▶ _Input records_:
▶

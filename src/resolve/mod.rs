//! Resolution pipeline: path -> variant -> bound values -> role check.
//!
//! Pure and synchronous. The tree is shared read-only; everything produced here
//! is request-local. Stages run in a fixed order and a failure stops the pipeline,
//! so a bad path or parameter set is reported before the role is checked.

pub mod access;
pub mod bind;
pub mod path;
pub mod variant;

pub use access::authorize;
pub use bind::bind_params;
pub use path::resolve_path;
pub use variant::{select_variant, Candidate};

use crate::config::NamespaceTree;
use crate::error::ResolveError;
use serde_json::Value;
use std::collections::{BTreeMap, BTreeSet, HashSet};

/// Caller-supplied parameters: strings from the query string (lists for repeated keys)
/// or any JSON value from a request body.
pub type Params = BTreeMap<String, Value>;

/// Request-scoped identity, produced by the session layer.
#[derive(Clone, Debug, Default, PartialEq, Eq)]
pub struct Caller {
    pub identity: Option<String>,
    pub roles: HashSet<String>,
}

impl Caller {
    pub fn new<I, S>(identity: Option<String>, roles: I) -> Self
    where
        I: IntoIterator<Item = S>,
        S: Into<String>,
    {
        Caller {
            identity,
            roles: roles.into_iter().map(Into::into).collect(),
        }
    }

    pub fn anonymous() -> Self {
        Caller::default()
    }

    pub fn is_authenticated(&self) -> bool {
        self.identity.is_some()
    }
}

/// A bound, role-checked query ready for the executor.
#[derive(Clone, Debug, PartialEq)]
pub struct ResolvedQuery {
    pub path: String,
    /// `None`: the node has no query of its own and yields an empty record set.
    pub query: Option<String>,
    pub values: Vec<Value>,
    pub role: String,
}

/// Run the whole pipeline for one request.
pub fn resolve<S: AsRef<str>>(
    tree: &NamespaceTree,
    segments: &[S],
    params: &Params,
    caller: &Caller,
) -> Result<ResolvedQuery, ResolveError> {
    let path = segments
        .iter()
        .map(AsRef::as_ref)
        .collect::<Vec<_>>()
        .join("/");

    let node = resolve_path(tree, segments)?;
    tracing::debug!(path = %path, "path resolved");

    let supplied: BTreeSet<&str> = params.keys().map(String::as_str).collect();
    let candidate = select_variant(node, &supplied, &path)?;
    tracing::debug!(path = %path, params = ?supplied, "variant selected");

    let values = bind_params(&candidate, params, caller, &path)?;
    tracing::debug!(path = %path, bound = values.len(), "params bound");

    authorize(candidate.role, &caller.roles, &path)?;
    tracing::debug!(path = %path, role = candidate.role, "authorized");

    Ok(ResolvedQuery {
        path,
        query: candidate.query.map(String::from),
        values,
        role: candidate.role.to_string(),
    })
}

◀
▶

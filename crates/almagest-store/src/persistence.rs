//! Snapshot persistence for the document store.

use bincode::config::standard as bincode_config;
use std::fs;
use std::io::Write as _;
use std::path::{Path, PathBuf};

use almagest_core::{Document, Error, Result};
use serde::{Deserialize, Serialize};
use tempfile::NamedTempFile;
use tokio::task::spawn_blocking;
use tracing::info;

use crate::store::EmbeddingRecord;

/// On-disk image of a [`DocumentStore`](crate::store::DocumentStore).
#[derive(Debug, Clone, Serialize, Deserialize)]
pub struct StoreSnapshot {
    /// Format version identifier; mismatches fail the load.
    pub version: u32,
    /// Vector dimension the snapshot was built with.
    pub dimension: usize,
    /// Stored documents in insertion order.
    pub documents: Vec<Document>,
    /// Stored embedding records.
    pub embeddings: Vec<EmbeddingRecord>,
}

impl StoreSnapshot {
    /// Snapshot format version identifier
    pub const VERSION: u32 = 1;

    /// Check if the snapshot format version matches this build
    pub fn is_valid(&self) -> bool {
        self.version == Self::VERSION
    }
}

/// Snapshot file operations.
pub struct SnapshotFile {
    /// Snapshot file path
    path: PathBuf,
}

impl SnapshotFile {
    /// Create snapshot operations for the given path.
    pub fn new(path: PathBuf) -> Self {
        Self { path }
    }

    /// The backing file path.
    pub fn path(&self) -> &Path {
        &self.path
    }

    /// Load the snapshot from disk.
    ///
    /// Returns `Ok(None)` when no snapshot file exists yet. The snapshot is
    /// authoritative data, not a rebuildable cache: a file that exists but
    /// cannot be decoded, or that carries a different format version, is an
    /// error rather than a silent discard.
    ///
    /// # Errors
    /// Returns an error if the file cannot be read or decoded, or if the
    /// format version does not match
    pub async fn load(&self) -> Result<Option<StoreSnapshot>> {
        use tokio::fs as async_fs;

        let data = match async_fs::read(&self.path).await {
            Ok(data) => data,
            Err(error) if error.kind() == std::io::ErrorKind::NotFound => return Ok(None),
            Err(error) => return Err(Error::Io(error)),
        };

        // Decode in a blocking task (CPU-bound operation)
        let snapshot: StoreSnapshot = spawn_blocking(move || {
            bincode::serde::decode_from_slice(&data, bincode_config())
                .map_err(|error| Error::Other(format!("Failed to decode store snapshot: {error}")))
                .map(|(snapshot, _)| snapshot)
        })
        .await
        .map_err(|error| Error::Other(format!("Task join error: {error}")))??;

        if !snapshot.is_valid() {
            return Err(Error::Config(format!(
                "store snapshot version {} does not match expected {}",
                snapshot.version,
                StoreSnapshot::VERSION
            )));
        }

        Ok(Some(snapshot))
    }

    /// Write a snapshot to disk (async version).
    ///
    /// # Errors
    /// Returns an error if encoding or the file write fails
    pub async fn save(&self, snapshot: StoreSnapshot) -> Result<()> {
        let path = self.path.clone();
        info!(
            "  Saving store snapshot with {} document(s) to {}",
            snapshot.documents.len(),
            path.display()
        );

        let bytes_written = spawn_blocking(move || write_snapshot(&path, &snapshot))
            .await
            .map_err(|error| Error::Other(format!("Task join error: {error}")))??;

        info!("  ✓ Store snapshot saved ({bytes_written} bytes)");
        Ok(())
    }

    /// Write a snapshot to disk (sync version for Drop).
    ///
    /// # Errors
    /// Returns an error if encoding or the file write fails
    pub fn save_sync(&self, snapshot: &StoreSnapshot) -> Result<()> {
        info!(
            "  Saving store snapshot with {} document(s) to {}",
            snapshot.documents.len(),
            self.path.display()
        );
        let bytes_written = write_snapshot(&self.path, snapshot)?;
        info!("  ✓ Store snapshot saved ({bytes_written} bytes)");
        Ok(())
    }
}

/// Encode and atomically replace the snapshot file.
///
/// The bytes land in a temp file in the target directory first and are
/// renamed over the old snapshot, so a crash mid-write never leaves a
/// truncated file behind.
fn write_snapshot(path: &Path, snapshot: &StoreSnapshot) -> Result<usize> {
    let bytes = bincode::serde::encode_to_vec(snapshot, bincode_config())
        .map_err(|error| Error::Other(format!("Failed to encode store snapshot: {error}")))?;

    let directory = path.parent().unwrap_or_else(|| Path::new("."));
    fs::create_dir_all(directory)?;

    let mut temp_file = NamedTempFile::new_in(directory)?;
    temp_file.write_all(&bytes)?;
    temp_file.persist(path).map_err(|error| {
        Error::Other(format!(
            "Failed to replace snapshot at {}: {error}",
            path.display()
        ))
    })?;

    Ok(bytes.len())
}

◀

▶ _Task item_:
Within the lines above, find those holding the word "Deserialize" and copy them.

▶ _Task result_:
use serde::{Deserialize, Serialize};
#[derive(Debug, Clone, Serialize, Deserialize)]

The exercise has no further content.